A hora de pagar promessas

Mas quanto tempo dura o efeito midiático de uma cracolândia limpa? Que estratégia deve ser usada pelos órgãos públicos para controlar a epidemia do crack e garantir o tratamento dos dependentes que estão sendo internados compulsoriamente?

Antônio Geraldo da Silva-Correio Braziliense

A retirada de usuários de drogas da região  conhecida como cracolândia, em São Paulo, suscitou uma discussão sobre  os limites da atuação do governo e da força policial no tratamento dos  dependentes químicos. A operação é apoiada por 82% dos paulistanos  segundo o instituto de pesquisas Datafolha.

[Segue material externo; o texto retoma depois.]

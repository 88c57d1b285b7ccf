//! Inserting the same entries twice stores them once, and the stored keys
//! come back in the form the reconciler compares against.
//!
//! DB-backed test, skipped if LRC_DATABASE_URL is not set.

use chrono::{TimeZone, Utc};
use lrc_db::PgLedgerStore;
use lrc_runtime::LedgerStore;
use lrc_schemas::{Category, Key, LedgerEntry, RawRecord};
use rust_decimal::Decimal;
use serde_json::json;

fn entry(source: &str, account: &str, key: Key, amount: Decimal) -> LedgerEntry {
    LedgerEntry {
        key,
        source: source.to_string(),
        account: account.to_string(),
        category: Category::NormalTx,
        timestamp: Utc.with_ymd_and_hms(2024, 3, 1, 12, 0, 0).unwrap(),
        amount,
        asset: "ETH".to_string(),
        fee: Decimal::new(21, 6),
        counterparty_from: Some("0xfeed".to_string()),
        counterparty_to: Some(account.to_string()),
        raw: RawRecord::from_value(json!({"hash": "0xabc"})).unwrap(),
    }
}

#[tokio::test]
async fn insert_is_idempotent_and_keys_round_trip() -> anyhow::Result<()> {
    let url = match std::env::var(lrc_db::ENV_DB_URL) {
        Ok(v) => v,
        Err(_) => {
            eprintln!("SKIP: LRC_DATABASE_URL not set");
            return Ok(());
        }
    };
    let pool = lrc_db::connect(&url).await?;
    lrc_db::migrate(&pool).await?;

    // Unique source per run keeps reruns independent.
    let source = format!("test-{}", uuid::Uuid::new_v4());
    let account = "0xacc0";
    let store = PgLedgerStore::new(pool.clone());

    let entries = vec![
        entry(&source, account, Key::from_text("0xABC").unwrap(), Decimal::new(15, 1)),
        entry(&source, account, Key::paired(7, 3), Decimal::new(-2, 0)),
    ];
    assert_eq!(store.insert(&entries).await?, 2);
    assert_eq!(store.insert(&entries).await?, 0);

    let keys = store.known_keys(&source, account, Category::NormalTx).await?;
    assert_eq!(keys.len(), 2);
    assert!(keys.contains(&Key::from_text("0xabc").unwrap()));
    assert!(keys.contains(&Key::paired(7, 3)));
    assert!(store.known_keys(&source, account, Category::TokenTx).await?.is_empty());

    let rows = lrc_db::fetch_entries(&pool, &source, account).await?;
    let total: Decimal = rows.iter().map(|r| r.amount).sum();
    assert_eq!(total, Decimal::new(-5, 1));

    Ok(())
}

#[tokio::test]
async fn balance_defaults_to_zero_and_upserts() -> anyhow::Result<()> {
    let url = match std::env::var(lrc_db::ENV_DB_URL) {
        Ok(v) => v,
        Err(_) => {
            eprintln!("SKIP: LRC_DATABASE_URL not set");
            return Ok(());
        }
    };
    let pool = lrc_db::connect(&url).await?;
    lrc_db::migrate(&pool).await?;

    let account = format!("acct-{}", uuid::Uuid::new_v4());
    let store = PgLedgerStore::new(pool.clone());
    assert_eq!(store.known_balance(&account).await?, Decimal::ZERO);

    lrc_db::upsert_balance(&pool, &account, Decimal::new(1_000_000_005, 9)).await?;
    lrc_db::upsert_balance(&pool, &account, Decimal::new(2_000_000_005, 9)).await?;
    assert_eq!(store.known_balance(&account).await?, Decimal::new(2_000_000_005, 9));
    Ok(())
}
//! Key derivation from a raw record under a [`KeyRule`].

use lrc_schemas::{Key, KeyError, RawRecord};
use serde_json::Value;

use crate::spec::{KeyRule, PairOperand};

/// Derive the canonical key of `raw`.
///
/// `account` is only consulted by [`PairOperand::Account`] operands.
pub fn derive_key(raw: &RawRecord, rule: &KeyRule, account: &str) -> Result<Key, KeyError> {
    match rule {
        KeyRule::Field(field) => match raw.get(field) {
            Some(v) => Key::from_value(field, v),
            None => Err(KeyError::MissingField {
                field: field.clone(),
            }),
        },
        KeyRule::Pair([a, b]) => {
            let a = operand(raw, a, account)?;
            let b = operand(raw, b, account)?;
            Ok(Key::paired(a, b))
        }
    }
}

fn operand(raw: &RawRecord, op: &PairOperand, account: &str) -> Result<u64, KeyError> {
    match op {
        PairOperand::Account => parse_u64("account", account),
        PairOperand::Field(field) => match raw.get(field) {
            None => Err(KeyError::MissingField {
                field: field.clone(),
            }),
            Some(Value::Number(n)) => n.as_u64().ok_or_else(|| KeyError::NotAnInteger {
                field: field.clone(),
                raw: n.to_string(),
            }),
            Some(Value::String(s)) if s.trim().is_empty() => Err(KeyError::MissingField {
                field: field.clone(),
            }),
            Some(Value::String(s)) => parse_u64(field, s),
            Some(other) => Err(KeyError::NotAnInteger {
                field: field.clone(),
                raw: other.to_string(),
            }),
        },
    }
}

fn parse_u64(field: &str, s: &str) -> Result<u64, KeyError> {
    s.trim().parse::<u64>().map_err(|_| KeyError::NotAnInteger {
        field: field.to_string(),
        raw: s.to_string(),
    })
}

#[cfg(test)]
mod tests {
    use super::*;
    use lrc_schemas::pair;
    use serde_json::json;

    fn rec(v: Value) -> RawRecord {
        RawRecord::from_value(v).unwrap()
    }

    fn field(name: &str) -> KeyRule {
        KeyRule::Field(name.to_string())
    }

    #[test]
    fn natural_field_is_canonicalized() {
        let r = rec(json!({"hash": "0xABC", "blockNumber": "17000000", "tradeId": 55}));
        assert_eq!(
            derive_key(&r, &field("hash"), "acct").unwrap(),
            Key::Str("0xabc".to_string())
        );
        assert_eq!(
            derive_key(&r, &field("blockNumber"), "acct").unwrap(),
            Key::Int(17_000_000)
        );
        assert_eq!(
            derive_key(&r, &field("tradeId"), "acct").unwrap(),
            Key::Int(55)
        );
    }

    #[test]
    fn missing_natural_field() {
        let r = rec(json!({"hash": null}));
        assert_eq!(
            derive_key(&r, &field("hash"), "acct"),
            Err(KeyError::MissingField {
                field: "hash".to_string()
            })
        );
        assert!(derive_key(&r, &field("txid"), "acct").is_err());
    }

    #[test]
    fn validator_snapshot_pairs_epoch_with_account() {
        let rule = KeyRule::Pair([
            PairOperand::Field("epoch".to_string()),
            PairOperand::Account,
        ]);
        let r = rec(json!({"epoch": "250000", "balance": "32000000000"}));
        assert_eq!(
            derive_key(&r, &rule, "1234").unwrap(),
            Key::Int(pair(250_000, 1234))
        );
    }

    #[test]
    fn operand_order_is_part_of_the_rule() {
        let r = rec(json!({"seq": 7, "sub": 3}));
        let ab = KeyRule::Pair([
            PairOperand::Field("seq".to_string()),
            PairOperand::Field("sub".to_string()),
        ]);
        let ba = KeyRule::Pair([
            PairOperand::Field("sub".to_string()),
            PairOperand::Field("seq".to_string()),
        ]);
        assert_ne!(
            derive_key(&r, &ab, "x").unwrap(),
            derive_key(&r, &ba, "x").unwrap()
        );
    }

    #[test]
    fn non_integer_operands_are_rejected() {
        let rule = KeyRule::Pair([
            PairOperand::Field("epoch".to_string()),
            PairOperand::Account,
        ]);
        let r = rec(json!({"epoch": -1}));
        assert!(matches!(
            derive_key(&r, &rule, "1"),
            Err(KeyError::NotAnInteger { .. })
        ));

        let r = rec(json!({"epoch": 5}));
        assert!(matches!(
            derive_key(&r, &rule, "0xvalidator"),
            Err(KeyError::NotAnInteger { field, .. }) if field == "account"
        ));
    }
}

Mas quanto tempo dura o  efeito midiático de uma cracolândia limpa? Que estratégia deve ser  usada pelos órgãos públicos para controlar a epidemia do crack e  garantir o tratamento dos dependentes que estão sendo internados  compulsoriamente? Tirar o dependente químico das ruas — de forma  compulsória ou involuntária, como vem acontecendo — e oferecer  tratamento adequado é, com certeza, a estratégia fundamental para vencer  o jogo contra a droga.

A Associação Brasileira de Psiquiatria  (ABP) apoia a internação compulsória ou involuntária — desde que seja  acompanhada e indicada por psiquiatra — porque entende que é a forma  ideal de garantir a saúde e a vida do usuário, mas também defende que é  preciso mais do que ações policiais para que o viciado se afaste das  drogas e tenha qualidade de vida.

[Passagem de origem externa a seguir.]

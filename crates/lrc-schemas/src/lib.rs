//! lrc-schemas
//!
//! Canonical data model shared by every reconciliation crate:
//! - [`RawRecord`]: one source record exactly as a page returned it
//! - [`Key`]: canonical identity of a ledger entry (incl. Szudzik pairing)
//! - [`LedgerEntry`]: normalized, signed, decimal ledger line
//! - [`AccountHistory`]: per-account entries grouped by [`Category`], deduplicated by `(Key, category)`
//!
//! Pure types. No IO.

mod entry;
mod history;
mod key;
mod record;

pub use entry::{Category, LedgerEntry};
pub use history::{AccountHistory, CategoryHistory};
pub use key::{pair, unpair, Key, KeyError};
pub use record::{ParseFlag, RawRecord, PARSE_FLAGS_FIELD};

E é exatamente no pós-ação  policial — no tratamento — que está o calcanhar de aquiles da operação  da cracolândia paulista e de outras que se desenvolvem em todo o Brasil.  Para onde enviar os dependentes e como tratá-los? Os hospitais,  clínicas e Centros de Atendimento Psicossociais (Caps-AD) estão  preparados?

A sociedade e a ABP esperam há vários anos que o  governo saia da inércia e passe a atuar de forma mais efetiva. Uma luz  mais forte surgiu no final de 2011, quando o governo lançou um conjunto  de ações para operacionalizar o Plano Integrado de Enfrentamento ao  Crack e Outras Drogas, criado em maio de 2010. A ideia dos comandados da  presidente Dilma Rousseff, mais especificamente os ministérios da Saúde  e da Justiça, é concentrar as ações em três eixos: o cuidado, que  prioriza o atendimento ao dependente químico e a seus familiares; a  autoridade, com foco no combate ao tráfico de drogas; e a prevenção.

Também  está prevista a criação de enfermarias especializadas nos hospitais do  SUS (Sistema Único de Saúde). Até 2014, o Ministério da Saúde prevê o  repasse de recursos para a criação de 2.462 leitos, que serão usados  para atendimentos e internações de curta duração durante crises de  abstinência e em casos de intoxicação grave.

Contudo, se faz  necessária a implantação de vagas hospitalares para internações de longa  duração, preferencialmente em unidades de psiquiatria. E na  impossibilidade de vagas públicas, que as clínicas conveniadas sejam  usadas para internação, como se faz em relação a outras patologias que  recebem atenção integral do SUS e tratamento igual. Esse parâmetro,  inclusive, faz parte Rede de Atenção Psicossocial, criada pelo governo  no final de 2011 e ainda não operacionalizada.

Finalmente o  governo entendeu que a questão do crack — que se instalou no Brasil há  mais de duas décadas — é problema de saúde pública. O ministro Alexandre  Padilha admitiu a “epidemia” e foi além. Disse que o crack avançou na  sociedade mais do que as ações governamentais de combate à droga e que a  rede pública de saúde não está preparada para o atendimento.

Entramos  em 2012 e a luz está diminuindo porque até agora nenhuma das medidas  foi implementada. O que continuamos a ver é um modelo de atendimento que  não supre a demanda, não tem eficiência e resolutividade e,  principalmente, não atende a Lei 10.216/2001, que estabeleceu as  diretrizes da saúde mental no país, emoldurando nova estratégia, fundada  na humanização do tratamento e na formação de uma rede, sem nenhum  serviço com características asilares. O núcleo deixou de ser o hospital,  mas passou a ser outro serviço, o Caps. Ainda estamos longe de uma  rede.

O fundamento mais importante é o fortalecimento da proteção e  promoção da saúde, prevenção da doença e atenção. E isso só se dá com  uma rede de saúde eficiente e preparada. É preciso colocar o foco no  usuário de drogas no dia a dia, não apenas no momento isolado, quando a  imprensa destaca nos noticiários e nas primeiras páginas de jornais. A  ABP está pronta para ajudar e já se dispôs para tal. Só falta o governo  pedir.